- **SUPPLIED DATA**
impl LineIndex {
    /// Build the index with one linear scan of the file.
    ///
    /// The scan stops at the size captured in the signature, so bytes
    /// appended while scanning are picked up by the next `update`.
    pub fn build(path: &Path, progress: Option<&Progress>) -> Result<Self> {
        let file = File::open(path).at_path(path)?;
        let meta = file.metadata().at_path(path)?;
        Self::build_from(&file, path, SourceSignature::from_metadata(&meta), progress)
    }

    fn build_from(
        file: &File,
        path: &Path,
        signature: SourceSignature,
        progress: Option<&Progress>,
    ) -> Result<Self> {
        let scan = scan(file, path, 0, signature.size, 0, progress)?;

        let mut offsets = Vec::with_capacity(scan.ends.len() + 2);
        offsets.push(0);
        offsets.extend(scan.ends);
        if let Some(end) = scan.partial_end {
            offsets.push(end);
        }

        let end = offsets.last().copied().unwrap_or(0);
        let index = Self {
            offsets,
            partial_tail: scan.partial_end.is_some(),
            signature,
            fingerprint: Fingerprint::compute(file, path, end)?,
        };

        debug!(
            path = %path.display(),
            lines = index.total_lines(),
            bytes = end,
            "built line index"
        );
        Ok(index)
    }

    /// Bring the index up to date with the file on disk.
    ///
    /// Growth is trusted as a pure append only when the file got bigger and
    /// the fingerprint of the previously indexed region is unchanged. In
    /// that case scanning resumes at the last complete line. Any other
    /// change rebuilds from scratch.
    pub fn update(&mut self, path: &Path, progress: Option<&Progress>) -> Result<IndexUpdate> {
        let file = File::open(path).at_path(path)?;
        let meta = file.metadata().at_path(path)?;
        let signature = SourceSignature::from_metadata(&meta);

        if signature == self.signature {
            return Ok(IndexUpdate::Unchanged);
        }

        let indexed_end = self.end_offset();
        let grew = signature.size > self.signature.size && signature.size > indexed_end;
        if grew && Fingerprint::compute(&file, path, indexed_end)? == self.fingerprint {
            let previous_lines = self.total_lines();
            let complete_lines = if self.partial_tail {
                previous_lines - 1
            } else {
                previous_lines
            };
            let resume = self.offsets[complete_lines];

            let scan = scan(&file, path, resume, signature.size, complete_lines, progress)?;

            self.offsets.truncate(complete_lines + 1);
            self.offsets.extend(scan.ends);
            if let Some(end) = scan.partial_end {
                self.offsets.push(end);
            }
            self.partial_tail = scan.partial_end.is_some();
            self.signature = signature;
            self.fingerprint = Fingerprint::compute(&file, path, self.end_offset())?;

            debug!(
                path = %path.display(),
                previous_lines,
                lines = self.total_lines(),
                "extended line index"
            );
            return Ok(IndexUpdate::Appended { previous_lines });
        }

        debug!(
            path = %path.display(),
            old_size = self.signature.size,
            new_size = signature.size,
            "line index is stale, rebuilding"
        );
        *self = Self::build_from(&file, path, signature, progress)?;
        Ok(IndexUpdate::Rebuilt)
    }

    pub fn total_lines(&self) -> usize {
        self.offsets.len() - 1
    }

    pub fn offsets(&self) -> &[u64] {
        &self.offsets
    }

    pub fn signature(&self) -> SourceSignature {
        self.signature
    }

    /// Whether the last line has no terminator yet.
    pub fn has_partial_tail(&self) -> bool {
        self.partial_tail
    }

    /// Byte position just past the last indexed line.
    pub fn end_offset(&self) -> u64 {
        self.offsets.last().copied().unwrap_or(0)
    }

    /// Byte span `[start, end)` of a 1-based line, terminator included.
    pub fn line_span(&self, line: usize) -> Option<(u64, u64)> {
        if line == 0 {
            return None;
        }
        let start = *self.offsets.get(line - 1)?;
        let end = *self.offsets.get(line)?;
        Some((start, end))
    }

    /// Compare the captured signature with the file on disk.
    pub fn matches_file(&self, path: &Path) -> Result<bool> {
        Ok(SourceSignature::read(path)? == self.signature)
    }
}

#[cfg(test)]
mod tests {
    use super::*;
    use std::fs::OpenOptions;
    use std::io::Write;
    use std::sync::mpsc::channel;
    use std::time::Duration;
    use tempfile::NamedTempFile;

    fn write_file(content: &[u8]) -> anyhow::Result<NamedTempFile> {
        let mut temp_file = NamedTempFile::new()?;
        temp_file.write_all(content)?;
        temp_file.flush()?;
        Ok(temp_file)
    }

    fn append(path: &Path, content: &[u8]) -> anyhow::Result<()> {
        let mut file = OpenOptions::new().append(true).open(path)?;
        file.write_all(content)?;
        file.flush()?;
        Ok(())
    }

    #[test]
    fn test_build_basic() -> anyhow::Result<()> {
        let temp_file = write_file(b"one\ntwo\nthree\n")?;
        let index = LineIndex::build(temp_file.path(), None)?;

        assert_eq!(index.total_lines(), 3);
        assert_eq!(index.offsets(), &[0, 4, 8, 14]);
        assert!(!index.has_partial_tail());
        assert_eq!(index.signature().size, 14);
        assert_eq!(index.line_span(2), Some((4, 8)));
        assert_eq!(index.line_span(0), None);
        assert_eq!(index.line_span(4), None);
        Ok(())
    }

    #[test]
    fn test_build_empty_file() -> anyhow::Result<()> {
        let temp_file = write_file(b"")?;
        let index = LineIndex::build(temp_file.path(), None)?;

        assert_eq!(index.total_lines(), 0);
        assert_eq!(index.offsets(), &[0]);
        assert_eq!(index.end_offset(), 0);
        Ok(())
    }

    #[test]
    fn test_build_crlf() -> anyhow::Result<()> {
        let temp_file = write_file(b"a\r\nbb\r\nc\n")?;
        let index = LineIndex::build(temp_file.path(), None)?;

        assert_eq!(index.total_lines(), 3);
        assert_eq!(index.offsets(), &[0, 3, 7, 9]);
        Ok(())
    }

    #[test]
    fn test_build_partial_tail() -> anyhow::Result<()> {
        let temp_file = write_file(b"one\ntwo")?;
        let index = LineIndex::build(temp_file.path(), None)?;

        assert_eq!(index.total_lines(), 2);
        assert_eq!(index.offsets(), &[0, 4, 7]);
        assert!(index.has_partial_tail());
        Ok(())
    }

    #[test]
    fn test_offsets_strictly_increasing() -> anyhow::Result<()> {
        let temp_file = write_file(b"\n\n{}\n\r\n\nlast")?;
        let index = LineIndex::build(temp_file.path(), None)?;

        assert_eq!(index.total_lines(), 6);
        assert!(index.offsets().windows(2).all(|w| w[0] < w[1]));
        Ok(())
    }

    #[test]
    fn test_build_spans_scan_buffer() -> anyhow::Result<()> {
        let mut content = Vec::new();
        for i in 0..20_000 {
            content.extend_from_slice(format!("{{\"n\":{}}}\n", i).as_bytes());
        }
        let temp_file = write_file(&content)?;
        let index = LineIndex::build(temp_file.path(), None)?;

        assert_eq!(index.total_lines(), 20_000);
        assert_eq!(index.end_offset(), content.len() as u64);
        Ok(())
    }

    #[test]
    fn test_missing_file_is_io_error() {
        let err = LineIndex::build(Path::new("/definitely/not/here.jsonl"), None).unwrap_err();
        assert!(err.is_io());
        assert!(err.to_string().contains("/definitely/not/here.jsonl"));
    }

    #[test]
    fn test_update_unchanged() -> anyhow::Result<()> {
        let temp_file = write_file(b"a\nb\n")?;
        let mut index = LineIndex::build(temp_file.path(), None)?;

        assert_eq!(index.update(temp_file.path(), None)?, IndexUpdate::Unchanged);
        assert_eq!(index.total_lines(), 2);
        Ok(())
    }

    #[test]
    fn test_update_append_matches_fresh_build() -> anyhow::Result<()> {
        let temp_file = write_file(b"{\"a\":1}\n{\"a\":2}\n")?;
        let mut index = LineIndex::build(temp_file.path(), None)?;

        append(temp_file.path(), b"{\"a\":3}\n{\"a\":4}\n{\"a\":5}\n")?;
        let outcome = index.update(temp_file.path(), None)?;

        assert_eq!(outcome, IndexUpdate::Appended { previous_lines: 2 });
        let fresh = LineIndex::build(temp_file.path(), None)?;
        assert_eq!(index.offsets(), fresh.offsets());
        assert_eq!(index.total_lines(), 5);
        assert_eq!(index, fresh);
        Ok(())
    }

    #[test]
    fn test_update_completes_partial_line() -> anyhow::Result<()> {
        let temp_file = write_file(b"{\"a\":1}\n{\"a\":")?;
        let mut index = LineIndex::build(temp_file.path(), None)?;
        assert_eq!(index.total_lines(), 2);
        assert!(index.has_partial_tail());

        append(temp_file.path(), b"2}\n{\"a\":3}\n")?;
        let outcome = index.update(temp_file.path(), None)?;

        assert_eq!(outcome, IndexUpdate::Appended { previous_lines: 2 });
        assert_eq!(index.total_lines(), 3);
        assert!(!index.has_partial_tail());
        assert_eq!(index.offsets(), LineIndex::build(temp_file.path(), None)?.offsets());
        Ok(())
    }

    #[test]
    fn test_update_after_truncation_rebuilds() -> anyhow::Result<()> {
        let temp_file = write_file(b"line 1\nline 2\nline 3\nline 4\n")?;
        let mut index = LineIndex::build(temp_file.path(), None)?;

        std::fs::write(temp_file.path(), b"new 1\nnew 2\n")?;
        let outcome = index.update(temp_file.path(), None)?;

        assert_eq!(outcome, IndexUpdate::Rebuilt);
        assert_eq!(index.total_lines(), 2);
        assert_eq!(index.offsets(), &[0, 6, 12]);
        Ok(())
    }

    #[test]
    fn test_update_detects_rewrite_then_growth() -> anyhow::Result<()> {
        let temp_file = write_file(b"aaaa\nbbbb\n")?;
        let mut index = LineIndex::build(temp_file.path(), None)?;

        // Rewritten in place and grown: size alone would look like an append.
        std::fs::write(temp_file.path(), b"cc\ndd\neeee\nffff\n")?;
        let outcome = index.update(temp_file.path(), None)?;

        assert_eq!(outcome, IndexUpdate::Rebuilt);
        assert_eq!(index.offsets(), &[0, 3, 6, 11, 16]);
        Ok(())
    }

    #[test]
    fn test_same_size_rewrite_with_new_mtime_rebuilds() -> anyhow::Result<()> {
        let temp_file = write_file(b"ab\ncd\n")?;
        let mut index = LineIndex::build(temp_file.path(), None)?;
        let original = index.signature();

        std::fs::write(temp_file.path(), b"abcd\n\n")?;
        let file = OpenOptions::new().write(true).open(temp_file.path())?;
        let later = original.modified.unwrap_or(SystemTime::now()) + Duration::from_secs(5);
        file.set_modified(later)?;
        drop(file);

        assert!(!index.matches_file(temp_file.path())?);
        let outcome = index.update(temp_file.path(), None)?;

        assert_eq!(outcome, IndexUpdate::Rebuilt);
        assert_eq!(index.offsets(), &[0, 5, 6]);
        Ok(())
    }

    #[test]
    fn test_progress_reports() -> anyhow::Result<()> {
        let mut content = String::new();
        for i in 0..25 {
            content.push_str(&format!("{{\"i\":{}}}\n", i));
        }
        let temp_file = write_file(content.as_bytes())?;

        let (tx, rx) = channel();
        let progress = Progress::new(tx).every(10);
        LineIndex::build(temp_file.path(), Some(&progress))?;
        drop(progress);

        let reports: Vec<usize> = rx.iter().map(|p| p.lines).collect();
        assert_eq!(reports, vec![10, 20]);
        Ok(())
    }

    #[test]
    fn test_progress_with_dropped_receiver() -> anyhow::Result<()> {
        let temp_file = write_file(b"a\nb\nc\n")?;
        let (tx, rx) = channel();
        drop(rx);

        let progress = Progress::new(tx).every(1);
        let index = LineIndex::build(temp_file.path(), Some(&progress))?;
        assert_eq!(index.total_lines(), 3);
        Ok(())
    }
}
//! Workspace: configuration plus the shared index registry.

use std::path::Path;
use std::sync::mpsc::Sender;
use std::sync::{Arc, Mutex};

use tracing::warn;

use crate::config::{expand_path, Config, ConfigError};
use crate::error::Result;
use crate::index::{IndexProgress, IndexRegistry, Progress};
use crate::mode::should_stream;
use crate::source::SourceHandle;
use crate::tail::TailFollower;

/// Entry point for opening sources.
///
/// Every streaming source opened here shares one [`IndexRegistry`], so two
/// handles on the same file never scan it twice.
pub struct Workspace {
    config: Config,
    registry: Arc<IndexRegistry>,
}

impl Workspace {
    pub fn new(config: Config) -> Result<Self> {
        Self::build(config, None)
    }

    /// Like [`Workspace::new`], reporting index build progress on `tx`.
    pub fn with_progress(config: Config, tx: Sender<IndexProgress>) -> Result<Self> {
        Self::build(config, Some(tx))
    }

    fn build(config: Config, tx: Option<Sender<IndexProgress>>) -> Result<Self> {
        config
            .check()
            .map_err(|message| ConfigError::Validation {
                path: None,
                message,
            })?;

        let mut registry = IndexRegistry::new();
        if let Some(tx) = tx {
            registry = registry.with_progress(Progress::new(tx).every(config.progress_interval));
        }

        Ok(Self {
            config,
            registry: Arc::new(registry),
        })
    }

    pub fn config(&self) -> &Config {
        &self.config
    }

    pub fn registry(&self) -> &Arc<IndexRegistry> {
        &self.registry
    }

    /// Open a file, streaming it when the mode selector says so.
    ///
    /// If the index cannot be built the file is loaded directly instead.
    pub fn open(&self, path: impl AsRef<Path>) -> Result<SourceHandle> {
        let path = expand_path(path.as_ref());
        let config = &self.config;

        if should_stream(&path, config.threshold_mb, config.enabled) {
            match SourceHandle::open_streaming(
                &path,
                Arc::clone(&self.registry),
                config.chunk_size,
                config.cache_size,
            ) {
                Ok(source) => return Ok(source),
                Err(e) => {
                    self.registry.evict_unused(&path);
                    warn!(path = %path.display(), error = %e, "cannot index file, falling back to direct mode");
                }
            }
        }

        SourceHandle::open_direct(&path, config.cache_size)
    }

    /// Direct-mode source over content already in memory.
    pub fn open_lines(&self, name: impl AsRef<Path>, lines: Vec<String>) -> SourceHandle {
        SourceHandle::from_lines(name.as_ref(), lines, self.config.cache_size)
    }

    /// Follow `source` at the configured polling interval.
    pub fn follow(&self, source: Arc<Mutex<SourceHandle>>) -> TailFollower {
        TailFollower::start(source, self.config.poll_interval())
    }
}

#[cfg(test)]
mod tests {
    use super::*;
    use crate::error::Error;
    use crate::mode::{SourceMode, StreamingMode};
    use std::io::Write;
    use std::sync::mpsc::channel;
    use tempfile::NamedTempFile;

    fn jsonl_file(lines: usize) -> NamedTempFile {
        let mut file = NamedTempFile::new().unwrap();
        for n in 1..=lines {
            writeln!(file, "{{\"n\":{}}}", n).unwrap();
        }
        file.flush().unwrap();
        file
    }

    #[test]
    fn test_open_selects_mode_by_size() -> anyhow::Result<()> {
        let file = NamedTempFile::new()?;
        file.as_file().set_len(5 * 1024 * 1024)?;

        let workspace = Workspace::new(Config::default())?;
        assert_eq!(workspace.open(file.path())?.mode(), SourceMode::Direct);

        let workspace = Workspace::new(Config {
            enabled: StreamingMode::Always,
            ..Config::default()
        })?;
        assert_eq!(workspace.open(file.path())?.mode(), SourceMode::Streaming);
        Ok(())
    }

    #[test]
    fn test_streaming_sources_share_registry() -> anyhow::Result<()> {
        let file = jsonl_file(20);
        let workspace = Workspace::new(Config {
            enabled: StreamingMode::Always,
            chunk_size: 5,
            ..Config::default()
        })?;

        let mut a = workspace.open(file.path())?;
        let mut b = workspace.open(file.path())?;
        assert_eq!(workspace.registry().len(), 1);
        assert_eq!(a.get_lines(20, 20)?, b.get_lines(20, 20)?);
        assert_eq!(a.window().map(|w| w.len()), Some(5));
        Ok(())
    }

    #[test]
    fn test_closing_one_source_keeps_shared_index() -> anyhow::Result<()> {
        let file = jsonl_file(100);
        let (tx, rx) = channel();
        let workspace = Workspace::with_progress(
            Config {
                enabled: StreamingMode::Always,
                chunk_size: 10,
                progress_interval: 100,
                ..Config::default()
            },
            tx,
        )?;

        let a = workspace.open(file.path())?;
        let mut b = workspace.open(file.path())?;
        assert_eq!(rx.try_iter().count(), 1);

        a.close();
        assert_eq!(b.get_lines(50, 50)?, vec![r#"{"n":50}"#]);
        assert_eq!(rx.try_iter().count(), 0);
        Ok(())
    }

    #[test]
    fn test_open_missing_file() -> anyhow::Result<()> {
        for enabled in [StreamingMode::Auto, StreamingMode::Always] {
            let workspace = Workspace::new(Config {
                enabled,
                ..Config::default()
            })?;
            let err = match workspace.open("/no/such/dir/app.jsonl") {
                Err(err) => err,
                Ok(_) => panic!("opening a missing file should fail"),
            };
            assert!(err.is_io());
            assert!(workspace.registry().is_empty());
        }
        Ok(())
    }

    #[test]
    fn test_open_lines() -> anyhow::Result<()> {
        let workspace = Workspace::new(Config::default())?;
        let mut source = workspace.open_lines("buffer", vec![r#"{"a":1}"#.to_string()]);
        assert_eq!(source.mode(), SourceMode::Direct);
        assert!(source.record(1)?.unwrap().is_valid());
        Ok(())
    }

    #[test]
    fn test_invalid_config_rejected() {
        let result = Workspace::new(Config {
            chunk_size: 0,
            ..Config::default()
        });
        assert!(matches!(
            result,
            Err(Error::Config(ConfigError::Validation { path: None, .. }))
        ));
    }

    #[test]
    fn test_progress_reported() -> anyhow::Result<()> {
        let file = jsonl_file(25);
        let (tx, rx) = channel();
        let workspace = Workspace::with_progress(
            Config {
                enabled: StreamingMode::Always,
                progress_interval: 10,
                ..Config::default()
            },
            tx,
        )?;

        workspace.open(file.path())?;
        let lines: Vec<usize> = rx.try_iter().map(|p| p.lines).collect();
        assert_eq!(lines, vec![10, 20]);
        Ok(())
    }
}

- **WORK ITEM**
Read through the entries above and copy each line that has the string "scanning" in it.

- **SOLVED EXERCISE**
    /// appended while scanning are picked up by the next `update`.
    /// that case scanning resumes at the last complete line. Any other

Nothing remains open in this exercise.